Mon intervention sur le projet de loi renforçant la lutte contre le crime organisé, le terrorisme et leur financement

Monsieur le Président,

Messieurs les Ministres,

Madame et Monsieur les rapporteurs,

Mes chers collègues,

 

Il est des textes nécessaires, celui-ci en est un. Il est des textes difficiles, celui-ci en est un.

Il s’agit de mettre en œuvre une stratégie globale visant à assurer aux Français la protection à laquelle ils ont droit tout en respectant scrupuleusement l’ensemble des libertés fondamentales qui font de la France la patrie des droits de l’Homme.

 

L’objectif est de donner à l’autorité judiciaire (procureurs, juges des libertés et de la détention, juge d’instruction) les moyens d’enquête qui leur font aujourd’hui défaut particulièrement au stade de l’enquête préliminaire.

 

Très concrètement :

 

 Il s’agit aujourd’hui de permettre à l’autorité judiciaire, pour des délits et crimes liés au terrorisme, de réaliser des perquisitions de nuit dans les locaux d’habitation, d’avoir recours aux Imsi Catcher et à l’ensemble des moyens de sonorisation, de fixation d’images et de captation de données.

 

Il s’agit aussi de renforcer le contrôle des ventes des armes et munitions.

 

 

Y a-t-il un risque pour les libertés individuelles à prévoir cela ? Sommes-nous entrain d’introduire dans le droit commun des dispositions d’urgence ?

 

Je veux prendre l’exemple des perquisitions de nuit dans les lieux d’habitation.

 

Pour que cette perquisition soit déclenchée, une autorisation préalable et motivée du JLD est nécessaire.
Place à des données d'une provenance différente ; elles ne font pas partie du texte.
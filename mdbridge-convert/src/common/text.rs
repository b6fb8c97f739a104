//! Text escaping and identifier helpers.

use once_cell::sync::Lazy;
use regex::Regex;

static NON_SLUG_CHARS: Lazy<Regex> =
    Lazy::new(|| Regex::new(r"[^\w\s-]").expect("NON_SLUG_CHARS: hardcoded regex is valid"));
static WHITESPACE_RUN: Lazy<Regex> =
    Lazy::new(|| Regex::new(r"\s+").expect("WHITESPACE_RUN: hardcoded regex is valid"));

/// Entity-encode `&`, `<`, `>`, `"` and `'`.
pub fn escape_html(s: &str) -> String {
    let mut out = String::with_capacity(s.len());
    for ch in s.chars() {
        match ch {
            '&' => out.push_str("&amp;"),
            '<' => out.push_str("&lt;"),
            '>' => out.push_str("&gt;"),
            '"' => out.push_str("&quot;"),
            '\'' => out.push_str("&#39;"),
            _ => out.push(ch),
        }
    }
    out
}

/// Decode the entities [`escape_html`] produces, plus `&nbsp;` and `&#x27;`.
///
/// `&amp;` is decoded last so `&amp;lt;` becomes `&lt;` rather than `<`.
pub fn decode_entities(s: &str) -> String {
    s.replace("&lt;", "<")
        .replace("&gt;", ">")
        .replace("&quot;", "\"")
        .replace("&#39;", "'")
        .replace("&#x27;", "'")
        .replace("&nbsp;", " ")
        .replace("&amp;", "&")
}

/// Build a heading anchor id: lowercase, drop everything that is not a word character,
/// whitespace or hyphen, then replace whitespace runs with a single hyphen.
pub fn slugify(title: &str) -> String {
    let lowered = title.to_lowercase();
    let stripped = NON_SLUG_CHARS.replace_all(&lowered, "");
    WHITESPACE_RUN.replace_all(&stripped, "-").into_owned()
}
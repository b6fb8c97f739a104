//! Shared helpers, plus tests for the text utilities and the public entry point.

use mdbridge_convert::common::decode_entities;
use mdbridge_convert::{
    convert, convert_to_report, escape_html, slugify, ConversionConfig, ConvertError, Mode,
};
use std::fs;
use std::path::PathBuf;

/// Convert Markdown to an HTML fragment with the given config
pub fn md_to_html_with(md: &str, config: &ConversionConfig) -> String {
    convert(md, config).expect("markdown converts").output
}

/// Convert Markdown to an HTML fragment with default settings
pub fn md_to_html(md: &str) -> String {
    md_to_html_with(md, &ConversionConfig::default())
}

/// Convert HTML to Markdown with default settings
pub fn html_to_md(html: &str) -> String {
    convert(html, &ConversionConfig::new(Mode::HtmlToMarkdown))
        .expect("html converts")
        .output
}

pub fn load_fixture(relative: &str) -> String {
    let path = PathBuf::from(env!("CARGO_MANIFEST_DIR"))
        .join("tests")
        .join(relative);
    fs::read_to_string(&path)
        .unwrap_or_else(|e| panic!("failed to read fixture {}: {e}", path.display()))
}

#[test]
fn test_escape_then_decode_restores_text() {
    let text = r#"if a < b && c > "d" { 'e' }"#;
    assert_eq!(decode_entities(&escape_html(text)), text);
}

#[test]
fn test_slugify() {
    assert_eq!(slugify("Getting Started"), "getting-started");
    assert_eq!(slugify("What's New?"), "whats-new");
    assert_eq!(slugify("already-kebab"), "already-kebab");
}

#[test]
fn test_empty_input_contract() {
    for input in ["", "   ", "\n\n"] {
        assert_eq!(
            convert(input, &ConversionConfig::default()),
            Err(ConvertError::EmptyInput)
        );
        assert_eq!(
            convert(input, &ConversionConfig::new(Mode::HtmlToMarkdown)),
            Err(ConvertError::EmptyInput)
        );
    }
}

#[test]
fn test_report_json_shape_on_failure() {
    let report = convert_to_report("   ", &ConversionConfig::default());
    let json = serde_json::to_value(&report).unwrap();

    assert_eq!(json["success"], false);
    assert_eq!(json["error"], "Please provide content to convert");
    assert!(json.get("output").is_none());
    assert!(json.get("stats").is_none());
}

#[test]
fn test_report_json_shape_on_success() {
    let report = convert_to_report("# Hi", &ConversionConfig::default());
    let json = serde_json::to_value(&report).unwrap();

    assert_eq!(json["success"], true);
    assert_eq!(json["output"], "<h1 id=\"hi\">Hi</h1>\n");
    assert_eq!(json["stats"]["headingCount"], 1);
    assert_eq!(json["stats"]["originalSize"], 4);
    assert!(json.get("error").is_none());
}

#[test]
fn test_conversion_is_stateless_across_calls() {
    // An unclosed list in one call must not leak into the next.
    let first = md_to_html("- dangling");
    let second = md_to_html("plain");
    assert_eq!(first, "<ul>\n<li>dangling</li>\n</ul>\n");
    assert_eq!(second, "<p>plain</p>\n");
}
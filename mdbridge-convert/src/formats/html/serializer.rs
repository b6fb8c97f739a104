//! HTML serialization (IR → HTML export)
//!
//! Walks the scanned blocks once and emits an HTML fragment.
//! Pipeline: Markdown string → blocks → inline transform per block → HTML string
//!
//! The only state carried across blocks is a list stack local to one [`render_fragment`]
//! call. A list item whose tag differs from the top of the stack pushes a new list; any
//! non-list block closes every open list. Unclosed lists are closed at the end of the pass,
//! so malformed input degrades into imperfect markup rather than an error.

use crate::common::{escape_html, slugify};
use crate::config::{ConversionConfig, OutputFormat};
use crate::formats::html::document::{wrap_document, DocumentOptions};
use crate::formats::markdown::inline::transform_inline;
use crate::ir::nodes::{Block, BlockKind};
use once_cell::sync::Lazy;
use regex::Regex;

static SEPARATOR_ROW: Lazy<Regex> =
    Lazy::new(|| Regex::new(r"^[\s|:-]+$").expect("SEPARATOR_ROW: hardcoded regex is valid"));

const CHECKED_MARKER: &str = "[x]";
const DEFAULT_TITLE: &str = "Converted Document";

#[derive(Debug, Clone, Copy, PartialEq, Eq)]
enum ListTag {
    Unordered,
    Ordered,
}

impl ListTag {
    fn name(self) -> &'static str {
        match self {
            ListTag::Unordered => "ul",
            ListTag::Ordered => "ol",
        }
    }
}

/// A heading recorded for the table of contents
#[derive(Debug, Clone, PartialEq, Eq)]
pub struct TocEntry {
    pub level: u8,
    pub title: String,
    pub id: String,
}

/// Render blocks to HTML, wrapping in a complete document when configured
pub fn render(blocks: &[Block], config: &ConversionConfig) -> String {
    let fragment = render_fragment(blocks, config);
    match config.output_format {
        OutputFormat::FullHtml => wrap_document(&fragment, &document_options(blocks, config)),
        OutputFormat::HtmlFragment => fragment,
    }
}

/// Render blocks to an HTML fragment, with the table of contents prepended when enabled
pub fn render_fragment(blocks: &[Block], config: &ConversionConfig) -> String {
    let mut html = String::new();
    let mut list_stack: Vec<ListTag> = Vec::new();
    let mut toc: Vec<TocEntry> = Vec::new();

    for block in blocks {
        if !block.is_list_item() {
            close_lists(&mut html, &mut list_stack);
        }
        match &block.kind {
            BlockKind::UnorderedListItem => {
                open_list(&mut html, &mut list_stack, ListTag::Unordered);
                html.push_str(&format!(
                    "<li>{}</li>\n",
                    transform_inline(&block.text, config)
                ));
            }
            BlockKind::OrderedListItem => {
                open_list(&mut html, &mut list_stack, ListTag::Ordered);
                html.push_str(&format!(
                    "<li>{}</li>\n",
                    transform_inline(&block.text, config)
                ));
            }
            BlockKind::TaskListItem => {
                // Dropped outright when task lists are off; list state is untouched.
                if config.enable_task_lists {
                    open_list(&mut html, &mut list_stack, ListTag::Unordered);
                    html.push_str(&render_task_item(&block.text, config));
                }
            }
            BlockKind::Heading { level } => {
                let (heading, entry) = render_heading(*level, &block.text, config);
                html.push_str(&heading);
                if config.generate_toc {
                    toc.push(entry);
                }
            }
            BlockKind::Paragraph => {
                html.push_str(&format!(
                    "<p>{}</p>\n",
                    transform_inline(&block.text, config)
                ));
            }
            BlockKind::CodeBlock { language } => {
                html.push_str(&render_code_block(language, &block.text));
            }
            BlockKind::Table => {
                if config.enable_tables {
                    html.push_str(&render_table(&block.text, config));
                }
            }
            BlockKind::Blockquote => {
                html.push_str(&format!(
                    "<blockquote>{}</blockquote>\n",
                    transform_inline(&block.text, config)
                ));
            }
            BlockKind::HorizontalRule => html.push_str("<hr>\n"),
            BlockKind::EmptyLine => {}
        }
    }
    close_lists(&mut html, &mut list_stack);

    if config.generate_toc && !toc.is_empty() {
        let mut with_toc = render_toc(&toc);
        with_toc.push_str(&html);
        return with_toc;
    }
    html
}

/// Apply the heading offset and clamp the result to a valid HTML heading level
pub fn effective_heading_level(level: u8, offset: i32) -> u8 {
    i32::from(level).saturating_add(offset).clamp(1, 6) as u8
}

/// Pick the document title: configured title, else the first heading, else a default
pub fn document_title(blocks: &[Block], config: &ConversionConfig) -> String {
    if let Some(title) = config.title.as_deref().filter(|t| !t.trim().is_empty()) {
        return title.to_string();
    }
    blocks
        .iter()
        .find(|b| matches!(b.kind, BlockKind::Heading { .. }))
        .map(|b| b.text.clone())
        .filter(|t| !t.is_empty())
        .unwrap_or_else(|| DEFAULT_TITLE.to_string())
}

pub(crate) fn document_options(blocks: &[Block], config: &ConversionConfig) -> DocumentOptions {
    DocumentOptions {
        title: document_title(blocks, config),
        custom_css: config.custom_css.clone(),
    }
}

fn open_list(html: &mut String, stack: &mut Vec<ListTag>, tag: ListTag) {
    if stack.last() != Some(&tag) {
        html.push_str(&format!("<{}>\n", tag.name()));
        stack.push(tag);
    }
}

fn close_lists(html: &mut String, stack: &mut Vec<ListTag>) {
    while let Some(tag) = stack.pop() {
        html.push_str(&format!("</{}>\n", tag.name()));
    }
}

fn render_task_item(text: &str, config: &ConversionConfig) -> String {
    let checked = text.starts_with(CHECKED_MARKER);
    // The scanner guarantees a three-character `[ ]`/`[x]` prefix.
    let body = text.get(3..).unwrap_or("").trim_start();
    let checkbox = if checked {
        r#"<input type="checkbox" checked disabled>"#
    } else {
        r#"<input type="checkbox" disabled>"#
    };
    format!(
        "<li class=\"task-list-item\">{checkbox} {}</li>\n",
        transform_inline(body, config)
    )
}

fn render_heading(level: u8, text: &str, config: &ConversionConfig) -> (String, TocEntry) {
    let level = effective_heading_level(level, config.heading_offset);
    let id = slugify(text);
    let html = format!(
        "<h{level} id=\"{id}\">{}</h{level}>\n",
        transform_inline(text, config)
    );
    let entry = TocEntry {
        level,
        title: text.to_string(),
        id,
    };
    (html, entry)
}

fn render_code_block(language: &str, code: &str) -> String {
    let body = escape_html(code);
    if language.is_empty() {
        format!("<pre><code>{body}</code></pre>\n")
    } else {
        format!(
            "<pre><code class=\"language-{}\">{body}</code></pre>\n",
            escape_html(language)
        )
    }
}

fn render_table(raw: &str, config: &ConversionConfig) -> String {
    let rows: Vec<Vec<String>> = raw
        .lines()
        .filter(|line| !SEPARATOR_ROW.is_match(line))
        .map(|line| split_row(line, config))
        .collect();

    let Some((header, body)) = rows.split_first() else {
        return String::new();
    };

    let mut html = String::from("<table>\n<thead>\n<tr>");
    for cell in header {
        html.push_str(&format!("<th>{cell}</th>"));
    }
    html.push_str("</tr>\n</thead>\n");

    if !body.is_empty() {
        html.push_str("<tbody>\n");
        for row in body {
            html.push_str("<tr>");
            for cell in row {
                html.push_str(&format!("<td>{cell}</td>"));
            }
            html.push_str("</tr>\n");
        }
        html.push_str("</tbody>\n");
    }
    html.push_str("</table>\n");
    html
}

fn split_row(line: &str, config: &ConversionConfig) -> Vec<String> {
    let trimmed = line.trim();
    let trimmed = trimmed.strip_prefix('|').unwrap_or(trimmed);
    let trimmed = trimmed.strip_suffix('|').unwrap_or(trimmed);
    trimmed
        .split('|')
        .map(|cell| transform_inline(cell.trim(), config))
        .collect()
}

fn render_toc(entries: &[TocEntry]) -> String {
    let mut html = String::from("<div class=\"table-of-contents\">\n<ul>\n");
    for entry in entries {
        html.push_str(&format!(
            "<li class=\"toc-level-{}\"><a href=\"#{}\">{}</a></li>\n",
            entry.level,
            entry.id,
            escape_html(&entry.title)
        ));
    }
    html.push_str("</ul>\n</div>\n");
    html
}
Cette motivation doit viser les incriminations prévues dans le code pénal en matière de terrorisme et tout doit laisser à penser qu’il y a des risques d’atteinte à la vie et à l’intégrité physique.

 

Nous sommes donc très loin de la perquisition administrative décidée, sous l’état d’urgence, par le Préfet sous le contrôle du juge administratif même si le parquet en est informé en temps réel.

 

Notre texte vise, par ailleurs, à favoriser la manifestation de la vérité dans un monde violent dans lequel les témoins sont soumis à des pressions, des menaces ou du chantage. C’est pourquoi l’audition des témoins à huis clos est rendue plus aisée, c’est pourquoi le recours à des identités d’emprunt est autorisé.

 

Le projet de loi organise aussi les rapports de l’autorité administrative avec les citoyens en mettant en œuvre, dans le respect des règles constitutionnelles et conventionnelles des mesures propres à prévenir la commission de délits et de crimes, de nature terroriste.

 

Il s’agit de fouilles, de retenues pour vérification de la situation administrative et de la mise en place d’un contrôle des personnes de retour des théâtres d’opération dans lesquels le terrorisme prospère.

 

Le texte, dans le cadre des grands avènements, Euro 2016, tour de France et autres, organise la vérification préalable des situations et des antécédents des personnes qui participent à l’organisation ou à la mise en œuvre des dites manifestations.

 

Enfin, répondant à la réalité des situations dans lesquelles se sont trouvées les forces de l’ordre à l’occasion des périples meurtriers et tueries de masses, le projet de loi prévoit les conditions d’engagement de la force au-delà de la légitime défense pour autrui sur la base de la notion d’état de nécessité. Nécessité de faire usage des armes, bornée, précisée et encadrée.

 

Ces sujets sont extrêmement délicats. Au terme de nombreuses auditions, d’échanges fructueux avec le gouvernement et toujours dans le souci d’un pacte équilibré entre la défense des droits fondamentaux et la recherche d’efficacité, les textes ont pu être grandement améliorés et juridiquement sécurisés.

 

La sécurité, première des libertés sort renforcée de ce projet de loi. C’est pourquoi le groupe SRC continuera son travail d’amendement et le votera.